Network Device Telemetry¶

You are building dashboards and alerts for network infrastructure -- routers, switches, firewalls -- and you need realistic test data. SNMP polling intervals, interface counter wraps, link flaps, and traffic redistribution are hard to simulate in a lab. Sonda lets you model a network device with multiple interfaces and generate correlated metrics that behave like the real thing.

This guide walks you through modeling a router with multiple uplinks, generating SNMP-style metrics, simulating a link failure cascade, and validating your PromQL queries against the synthetic data.

What you need:

Sonda installed (Getting Started)
Familiarity with network monitoring concepts (interface counters, operational state, SNMP)

Model a network device¶

A typical network device exposes several metric families per interface, plus system-level gauges. Here is what we will model for a core router (rtr-core-01) with two uplinks:

Metric	Type	Generator	Why
`interface_in_octets`	Counter	sawtooth	Monotonically increasing byte counter that resets at period boundary -- mimics SNMP ifInOctets
`interface_out_octets`	Counter	sawtooth	Same pattern for egress traffic
`interface_oper_state`	Gauge	constant / sequence	1 = up, 0 = down -- toggles during failure scenarios
`interface_errors`	Counter	spike	Low baseline with periodic error bursts
`device_cpu_percent`	Gauge	sine	Smooth oscillation representing normal CPU load
`device_memory_percent`	Gauge	sine	Memory utilization with gentle oscillation

Each interface gets its own set of labels (device, ifName, ifAlias, job) so the metrics are distinguishable in PromQL, just like real SNMP-exported data.

Why these generators?¶

Sawtooth for counters.
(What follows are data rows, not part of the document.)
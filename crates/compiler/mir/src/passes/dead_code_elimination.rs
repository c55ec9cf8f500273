use index_vec::IndexVec;
use rustc_hash::{FxHashMap, FxHashSet};

use crate::{BasicBlockId, InstructionKind, MirFunction, Terminator};

use super::MirPass;

/// Dead Code Elimination Pass
///
/// This pass:
/// - Removes unreachable basic blocks and compacts the CFG, dropping phi
///   sources that named a removed block
/// - Removes dead, side-effect-free instructions whose results are no longer
///   used, iterating to a fixed point
#[derive(Debug, Default)]
pub struct DeadCodeElimination;

impl DeadCodeElimination {
    pub const fn new() -> Self {
        Self
    }

    /// Remaps the block targets of a terminator according to `map`
    fn remap_terminator(
        terminator: &mut Terminator,
        map: &FxHashMap<BasicBlockId, BasicBlockId>,
    ) {
        let remap = |block: &mut BasicBlockId| {
            if let Some(&new_block) = map.get(block) {
                *block = new_block;
            }
        };
        match terminator {
            Terminator::Jump { target } => remap(target),
            Terminator::If {
                then_target,
                else_target,
                ..
            } => {
                remap(then_target);
                remap(else_target);
            }
            Terminator::Return { .. } | Terminator::Unreachable => {}
        }
    }

    /// Drops unreachable blocks and renumbers the rest.
    /// Returns true if any block was removed.
    fn remove_unreachable_blocks(&self, function: &mut MirFunction) -> bool {
        let unreachable: FxHashSet<BasicBlockId> =
            function.unreachable_blocks().into_iter().collect();
        if unreachable.is_empty() {
            return false;
        }

        let old_blocks = std::mem::take(&mut function.basic_blocks);
        let mut new_blocks: IndexVec<BasicBlockId, _> = IndexVec::new();
        let mut old_to_new: FxHashMap<BasicBlockId, BasicBlockId> = FxHashMap::default();

        for (old_id, block) in old_blocks.into_iter_enumerated() {
            if unreachable.contains(&old_id) {
                continue;
            }
            let new_id = new_blocks.push(block);
            old_to_new.insert(old_id, new_id);
        }

        for block in new_blocks.iter_mut() {
            Self::remap_terminator(&mut block.terminator, &old_to_new);
            for instruction in block.instructions.iter_mut().filter(|i| i.is_phi()) {
                instruction.retain_phi_sources(|source| !unreachable.contains(&source));
                if let InstructionKind::Phi { sources, .. } = &mut instruction.kind {
                    for (source, _) in sources.iter_mut() {
                        if let Some(&new_source) = old_to_new.get(source) {
                            *source = new_source;
                        }
                    }
                }
            }
        }

        function.basic_blocks = new_blocks;
        if let Some(&entry) = old_to_new.get(&function.entry_block) {
            function.entry_block = entry;
        }
        log::trace!(
            "Removed {} unreachable blocks from '{}'",
            unreachable.len(),
            function.name
        );
        true
    }

    /// Remove dead instructions (no uses, no side effects) to a fixed point.
    /// Returns true if any instructions were removed.
    fn remove_dead_instructions(&self, function: &mut MirFunction) -> bool {
        let mut changed = false;

        loop {
            let use_counts = function.get_value_use_counts();
            let mut removed_any = false;

            for block in function.basic_blocks.iter_mut() {
                let before = block.instructions.len();

                block.instructions.retain(|instr| {
                    if instr.has_side_effects() {
                        return true;
                    }
                    if matches!(instr.kind, InstructionKind::Nop) {
                        return false;
                    }
                    match instr.destination() {
                        Some(dest) => use_counts.get(&dest).copied().unwrap_or(0) > 0,
                        None => true,
                    }
                });

                if block.instructions.len() != before {
                    removed_any = true;
                }
            }

            if !removed_any {
                break;
            }
            changed = true;
        }

        changed
    }
}

impl MirPass for DeadCodeElimination {
    fn run(&mut self, function: &mut MirFunction) -> bool {
        let removed_blocks = self.remove_unreachable_blocks(function);
        let removed_instructions = self.remove_dead_instructions(function);
        removed_blocks || removed_instructions
    }

    fn name(&self) -> &'static str {
        "DeadCodeElimination"
    }
}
SNMP interface counters are monotonically increasing values that reset at a wrap point (32-bit or 64-bit max). The sawtooth generator ramps linearly from min to max and resets -- exactly the shape you see from ifInOctets between polling intervals. Use rate() in PromQL to derive throughput, just like you would with real SNMP data.
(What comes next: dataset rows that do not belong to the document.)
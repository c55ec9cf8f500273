//! # Scalar Evolution
//!
//! Symbolic description of how integer values change across loop iterations.
//!
//! Expressions are a tagged tree ([`Scev`]) kept in a canonical form by the
//! smart constructors: sums and products are flattened, constants folded,
//! like terms combined and operands sorted. Two expressions describe the same
//! quantity when they are structurally equal, which is what `==` compares.
//!
//! The central form is the affine recurrence `{start,+,step}<header>`: the
//! value `start + k * step` on iteration `k` of the loop headed by `header`.
//! Anything the analysis cannot express is [`Scev::CouldNotCompute`], and every
//! consumer treats it as "unknown, assume the worst".

use std::cell::RefCell;
use std::collections::BTreeMap;

use rustc_hash::FxHashMap;

use super::loops::{LoopForest, LoopId};
use crate::function::ValueDefinition;
use crate::{
    BasicBlockId, BinaryOp, InstructionKind, MirFunction, Terminator, UnaryOp, Value, ValueId,
};

/// A symbolic integer expression
#[derive(Debug, Clone, PartialEq, Eq, Hash, PartialOrd, Ord)]
pub enum Scev {
    /// A known constant
    Constant(i64),
    /// An opaque value: a parameter or a result the analysis does not model
    Value(ValueId),
    /// Sum of at least two terms
    Add(Vec<Scev>),
    /// Product of at least two factors
    Mul(Vec<Scev>),
    /// Floor division
    UDiv(Box<Scev>, Box<Scev>),
    /// Affine recurrence `{start,+,step}` over the loop headed by `header`
    AddRec {
        start: Box<Scev>,
        step: Box<Scev>,
        header: BasicBlockId,
    },
    /// Not expressible in closed form
    CouldNotCompute,
}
Sine for system gauges. CPU and memory utilization on a router fluctuates smoothly based on traffic load and routing table churn. The sine generator produces that natural oscillation. Add jitter for realism.

Spike for error counters. Interface errors are typically zero, with occasional bursts during link instability or CRC failures. The spike generator holds at a baseline and periodically injects a burst -- perfect for testing error-rate alerts.
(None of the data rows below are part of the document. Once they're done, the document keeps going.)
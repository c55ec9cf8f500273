//! # Control Flow Graph Builder
//!
//! Block creation, termination and navigation for hand-built MIR functions.
//! Loop-shaped block groups come pre-named so that printed IR stays readable.

use crate::{BasicBlock, BasicBlockId, MirFunction, Terminator, Value};

/// Snapshot of the builder position, returned without holding a borrow
#[derive(Debug, Clone, Copy)]
pub struct CfgState {
    pub current_block_id: BasicBlockId,
    pub is_terminated: bool,
}

/// Blocks of a rotated (`do/while`) loop; the exit test lives in the latch
#[derive(Debug, Clone, Copy, PartialEq, Eq)]
pub struct DoWhileBlocks {
    pub preheader: BasicBlockId,
    pub header: BasicBlockId,
    pub latch: BasicBlockId,
    pub exit: BasicBlockId,
}

/// A builder for control flow graph operations
///
/// Tracks a current block and whether it has been terminated. Terminating a
/// block twice is a construction bug and panics.
pub struct CfgBuilder<'f> {
    function: &'f mut MirFunction,
    current_block_id: BasicBlockId,
    is_terminated: bool,
}

impl<'f> CfgBuilder<'f> {
    /// Creates a new CFG builder positioned at `current_block_id`
    pub const fn new(function: &'f mut MirFunction, current_block_id: BasicBlockId) -> Self {
        Self {
            function,
            current_block_id,
            is_terminated: false,
        }
    }

    /// Creates a new basic block, named `block_N` unless a name is given
    pub fn new_block(&mut self, name: Option<String>) -> BasicBlockId {
        let block_name =
            name.unwrap_or_else(|| format!("block_{}", self.function.basic_blocks.len()));
        self.function.add_basic_block_with_name(block_name)
    }

    /// Returns the current CFG state
    pub const fn state(&self) -> CfgState {
        CfgState {
            current_block_id: self.current_block_id,
            is_terminated: self.is_terminated,
        }
    }

    /// Moves to `block_id`, clearing the termination flag
    pub const fn switch_to_block(&mut self, block_id: BasicBlockId) -> CfgState {
        self.current_block_id = block_id;
        self.is_terminated = false;
        self.state()
    }

    /// Returns the current block ID
    pub const fn current_block_id(&self) -> BasicBlockId {
        self.current_block_id
    }

    /// Checks if the current block already has a terminator
    pub fn is_terminated(&self) -> bool {
        self.is_terminated
            || self
                .function
                .basic_blocks
                .get(self.current_block_id)
                .is_some_and(BasicBlock::is_terminated)
    }

    /// Terminates the current block with the given terminator
    ///
    /// ## Panics
    /// Panics if the block is already terminated
    pub fn terminate(&mut self, terminator: Terminator) {
        if self.is_terminated() {
            panic!(
                "Attempting to terminate already terminated block {:?}",
                self.current_block_id
            );
        }

        if let Some(block) = self.function.basic_blocks.get_mut(self.current_block_id) {
            block.set_terminator(terminator);
        }
        self.is_terminated = true;
    }

    /// Terminates the current block with a jump to the target block
    pub fn terminate_with_jump(&mut self, target: BasicBlockId) {
        self.terminate(Terminator::jump(target));
    }

    /// Terminates the current block with a return
    pub fn terminate_with_return(&mut self, values: Vec<Value>) {
        self.terminate(Terminator::return_values(values));
    }

    /// Terminates the current block with a jump (if still open) and moves to `target`
    pub fn jump_to(&mut self, target: BasicBlockId) {
        if !self.is_terminated() {
            self.terminate_with_jump(target);
        }
        self.switch_to_block(target);
    }

    /// Gets a reference to a specific block by ID
    pub fn get_block(&self, block_id: BasicBlockId) -> Option<&BasicBlock> {
        self.function.basic_blocks.get(block_id)
    }

    /// Creates the blocks of a rotated loop
    pub fn create_do_while_blocks(&mut self) -> DoWhileBlocks {
        DoWhileBlocks {
            preheader: self.new_block(Some("loop_preheader".to_string())),
            header: self.new_block(Some("loop_header".to_string())),
            latch: self.new_block(Some("loop_latch".to_string())),
            exit: self.new_block(Some("loop_exit".to_string())),
        }
    }
}

#[cfg(test)]
mod tests {
    use super::*;

    #[test]
    fn test_jump_to_terminates_and_switches() {
        let mut function = MirFunction::new("f");
        let entry = function.entry_block;
        let mut cfg = CfgBuilder::new(&mut function, entry);

        let next = cfg.new_block(None);
        cfg.jump_to(next);
        assert_eq!(cfg.current_block_id(), next);
        assert!(!cfg.is_terminated());
        cfg.terminate_with_return(vec![]);
        assert!(cfg.state().is_terminated);

        assert_eq!(function.basic_blocks[entry].terminator, Terminator::jump(next));
        assert_eq!(function.basic_blocks[next].name.as_deref(), Some("block_1"));
    }

    #[test]
    fn test_do_while_blocks_are_named() {
        let mut function = MirFunction::new("f");
        let entry = function.entry_block;
        let mut cfg = CfgBuilder::new(&mut function, entry);

        let blocks = cfg.create_do_while_blocks();
        let name = |block| cfg.get_block(block).and_then(|b| b.name.clone());
        assert_eq!(name(blocks.preheader).as_deref(), Some("loop_preheader"));
        assert_eq!(name(blocks.latch).as_deref(), Some("loop_latch"));
        assert!(!cfg.get_block(blocks.exit).is_some_and(BasicBlock::is_terminated));
    }

    #[test]
    #[should_panic(expected = "already terminated")]
    fn test_double_termination_panics() {
        let mut function = MirFunction::new("f");
        let entry = function.entry_block;
        let mut cfg = CfgBuilder::new(&mut function, entry);
        cfg.terminate_with_return(vec![]);
        cfg.terminate_with_return(vec![]);
    }
}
Sequence for state modeling. When you need precise control over a timeline (interface goes down at second 10, comes back at second 20), the sequence generator steps through an explicit list of values. This is how you script failure scenarios.

Generate baseline telemetry¶

The baseline scenario models rtr-core-01 in a healthy state: both uplinks carrying traffic, all interfaces up, steady CPU and memory.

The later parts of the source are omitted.